**Exercise goal**
Please filter the entries and return only the lines that include "click".

**Data for the task**
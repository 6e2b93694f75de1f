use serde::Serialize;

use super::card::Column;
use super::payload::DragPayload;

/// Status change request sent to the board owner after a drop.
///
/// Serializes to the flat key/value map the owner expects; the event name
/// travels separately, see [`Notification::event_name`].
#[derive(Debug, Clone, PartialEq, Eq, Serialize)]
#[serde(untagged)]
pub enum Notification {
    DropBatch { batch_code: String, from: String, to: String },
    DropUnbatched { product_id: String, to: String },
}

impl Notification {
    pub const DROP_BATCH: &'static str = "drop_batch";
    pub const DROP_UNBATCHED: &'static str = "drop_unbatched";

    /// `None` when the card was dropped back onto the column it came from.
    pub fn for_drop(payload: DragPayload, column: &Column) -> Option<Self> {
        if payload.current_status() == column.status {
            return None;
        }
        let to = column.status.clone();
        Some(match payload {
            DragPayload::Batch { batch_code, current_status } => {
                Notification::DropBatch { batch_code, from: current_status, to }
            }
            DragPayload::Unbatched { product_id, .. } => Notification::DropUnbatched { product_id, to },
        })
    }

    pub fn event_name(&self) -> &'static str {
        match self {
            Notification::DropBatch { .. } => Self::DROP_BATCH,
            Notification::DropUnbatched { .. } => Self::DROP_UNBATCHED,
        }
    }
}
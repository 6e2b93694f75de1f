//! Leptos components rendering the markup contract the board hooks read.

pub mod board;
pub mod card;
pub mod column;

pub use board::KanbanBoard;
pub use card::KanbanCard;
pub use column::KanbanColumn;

* * *

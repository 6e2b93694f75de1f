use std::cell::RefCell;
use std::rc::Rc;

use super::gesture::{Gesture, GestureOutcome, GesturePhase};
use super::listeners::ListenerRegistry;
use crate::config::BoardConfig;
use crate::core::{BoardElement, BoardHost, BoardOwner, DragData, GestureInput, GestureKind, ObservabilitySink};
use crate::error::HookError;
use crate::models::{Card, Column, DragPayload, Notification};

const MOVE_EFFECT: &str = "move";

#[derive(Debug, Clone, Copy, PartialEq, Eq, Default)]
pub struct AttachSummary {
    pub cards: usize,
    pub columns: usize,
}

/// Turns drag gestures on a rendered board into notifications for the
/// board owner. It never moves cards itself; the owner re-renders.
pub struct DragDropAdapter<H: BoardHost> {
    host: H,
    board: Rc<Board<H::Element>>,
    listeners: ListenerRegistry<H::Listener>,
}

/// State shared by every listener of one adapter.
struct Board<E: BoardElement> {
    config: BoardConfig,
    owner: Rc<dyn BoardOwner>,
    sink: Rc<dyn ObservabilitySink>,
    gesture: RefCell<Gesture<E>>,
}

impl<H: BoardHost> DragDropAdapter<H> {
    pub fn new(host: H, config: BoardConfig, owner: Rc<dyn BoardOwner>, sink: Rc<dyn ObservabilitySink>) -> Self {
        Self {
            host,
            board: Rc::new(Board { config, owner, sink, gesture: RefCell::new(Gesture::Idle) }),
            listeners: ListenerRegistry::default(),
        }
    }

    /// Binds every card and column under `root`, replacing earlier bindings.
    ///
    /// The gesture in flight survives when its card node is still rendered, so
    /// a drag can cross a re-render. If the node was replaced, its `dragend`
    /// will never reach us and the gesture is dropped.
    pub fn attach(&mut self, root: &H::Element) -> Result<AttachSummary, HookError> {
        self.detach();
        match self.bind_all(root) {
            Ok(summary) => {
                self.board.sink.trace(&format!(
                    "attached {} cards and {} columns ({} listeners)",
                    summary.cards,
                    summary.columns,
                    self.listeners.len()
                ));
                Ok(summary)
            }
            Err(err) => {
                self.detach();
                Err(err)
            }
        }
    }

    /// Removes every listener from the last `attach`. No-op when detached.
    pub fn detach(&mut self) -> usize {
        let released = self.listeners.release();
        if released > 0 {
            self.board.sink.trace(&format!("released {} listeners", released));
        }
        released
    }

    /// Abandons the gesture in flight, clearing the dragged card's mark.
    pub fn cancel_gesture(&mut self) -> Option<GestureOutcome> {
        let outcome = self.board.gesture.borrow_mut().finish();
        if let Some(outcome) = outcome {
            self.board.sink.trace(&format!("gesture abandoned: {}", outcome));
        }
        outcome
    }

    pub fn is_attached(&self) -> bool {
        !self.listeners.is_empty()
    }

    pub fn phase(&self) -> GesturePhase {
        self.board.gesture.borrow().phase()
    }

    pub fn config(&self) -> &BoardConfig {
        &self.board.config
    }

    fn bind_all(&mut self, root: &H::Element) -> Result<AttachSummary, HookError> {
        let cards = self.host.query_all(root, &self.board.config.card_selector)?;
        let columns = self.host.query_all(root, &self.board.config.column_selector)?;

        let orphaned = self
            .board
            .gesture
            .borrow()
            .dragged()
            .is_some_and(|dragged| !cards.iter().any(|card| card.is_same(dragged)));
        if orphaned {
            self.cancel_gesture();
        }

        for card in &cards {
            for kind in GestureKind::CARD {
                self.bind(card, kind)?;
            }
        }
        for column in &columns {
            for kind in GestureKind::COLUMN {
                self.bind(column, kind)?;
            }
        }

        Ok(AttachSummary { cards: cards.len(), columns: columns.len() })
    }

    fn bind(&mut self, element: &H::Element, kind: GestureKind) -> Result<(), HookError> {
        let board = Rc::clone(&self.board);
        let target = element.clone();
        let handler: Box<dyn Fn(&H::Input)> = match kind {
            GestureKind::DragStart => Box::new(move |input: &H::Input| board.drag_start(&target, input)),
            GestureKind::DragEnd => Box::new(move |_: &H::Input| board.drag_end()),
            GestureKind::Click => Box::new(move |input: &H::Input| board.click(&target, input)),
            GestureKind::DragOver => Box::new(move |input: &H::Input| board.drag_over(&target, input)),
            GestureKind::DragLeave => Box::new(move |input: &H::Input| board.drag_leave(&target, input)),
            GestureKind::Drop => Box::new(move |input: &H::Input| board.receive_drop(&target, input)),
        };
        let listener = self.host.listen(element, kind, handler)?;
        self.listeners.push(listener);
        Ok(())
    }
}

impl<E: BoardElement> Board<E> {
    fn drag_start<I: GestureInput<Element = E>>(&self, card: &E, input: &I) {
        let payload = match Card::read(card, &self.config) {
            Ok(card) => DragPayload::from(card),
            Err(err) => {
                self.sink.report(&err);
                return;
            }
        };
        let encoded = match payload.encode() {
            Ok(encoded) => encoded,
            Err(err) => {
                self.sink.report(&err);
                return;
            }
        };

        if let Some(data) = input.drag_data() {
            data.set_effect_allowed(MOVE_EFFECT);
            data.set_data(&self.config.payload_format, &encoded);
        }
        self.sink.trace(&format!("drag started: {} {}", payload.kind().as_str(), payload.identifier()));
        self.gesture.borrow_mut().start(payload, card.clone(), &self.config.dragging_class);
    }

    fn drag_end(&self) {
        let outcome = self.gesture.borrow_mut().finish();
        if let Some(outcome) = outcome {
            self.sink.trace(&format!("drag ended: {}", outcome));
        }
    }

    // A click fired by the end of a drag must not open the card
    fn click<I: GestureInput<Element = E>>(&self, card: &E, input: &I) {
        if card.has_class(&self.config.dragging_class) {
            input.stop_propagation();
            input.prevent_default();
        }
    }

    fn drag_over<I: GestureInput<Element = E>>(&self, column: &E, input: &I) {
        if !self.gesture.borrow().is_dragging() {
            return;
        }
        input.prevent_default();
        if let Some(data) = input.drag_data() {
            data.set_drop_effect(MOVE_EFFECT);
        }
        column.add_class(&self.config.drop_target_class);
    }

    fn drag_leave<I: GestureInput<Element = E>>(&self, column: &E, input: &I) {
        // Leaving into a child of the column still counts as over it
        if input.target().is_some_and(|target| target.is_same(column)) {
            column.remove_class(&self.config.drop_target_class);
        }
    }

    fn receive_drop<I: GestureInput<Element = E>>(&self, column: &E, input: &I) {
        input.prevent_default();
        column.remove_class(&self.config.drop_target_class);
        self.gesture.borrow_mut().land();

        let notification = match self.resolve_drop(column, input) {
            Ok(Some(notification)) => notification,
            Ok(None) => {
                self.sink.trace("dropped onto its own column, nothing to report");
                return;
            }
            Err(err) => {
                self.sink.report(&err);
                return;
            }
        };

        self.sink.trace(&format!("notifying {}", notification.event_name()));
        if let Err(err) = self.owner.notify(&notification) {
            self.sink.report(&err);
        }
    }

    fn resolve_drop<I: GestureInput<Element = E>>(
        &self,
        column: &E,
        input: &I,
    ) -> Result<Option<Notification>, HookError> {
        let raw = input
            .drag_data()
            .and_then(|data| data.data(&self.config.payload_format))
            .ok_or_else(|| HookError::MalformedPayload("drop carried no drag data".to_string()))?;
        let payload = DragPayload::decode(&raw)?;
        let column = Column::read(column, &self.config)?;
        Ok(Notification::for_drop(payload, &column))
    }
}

**The completed task**
            GestureKind::Click => Box::new(move |input: &H::Input| board.click(&target, input)),
    // A click fired by the end of a drag must not open the card
    fn click<I: GestureInput<Element = E>>(&self, card: &E, input: &I) {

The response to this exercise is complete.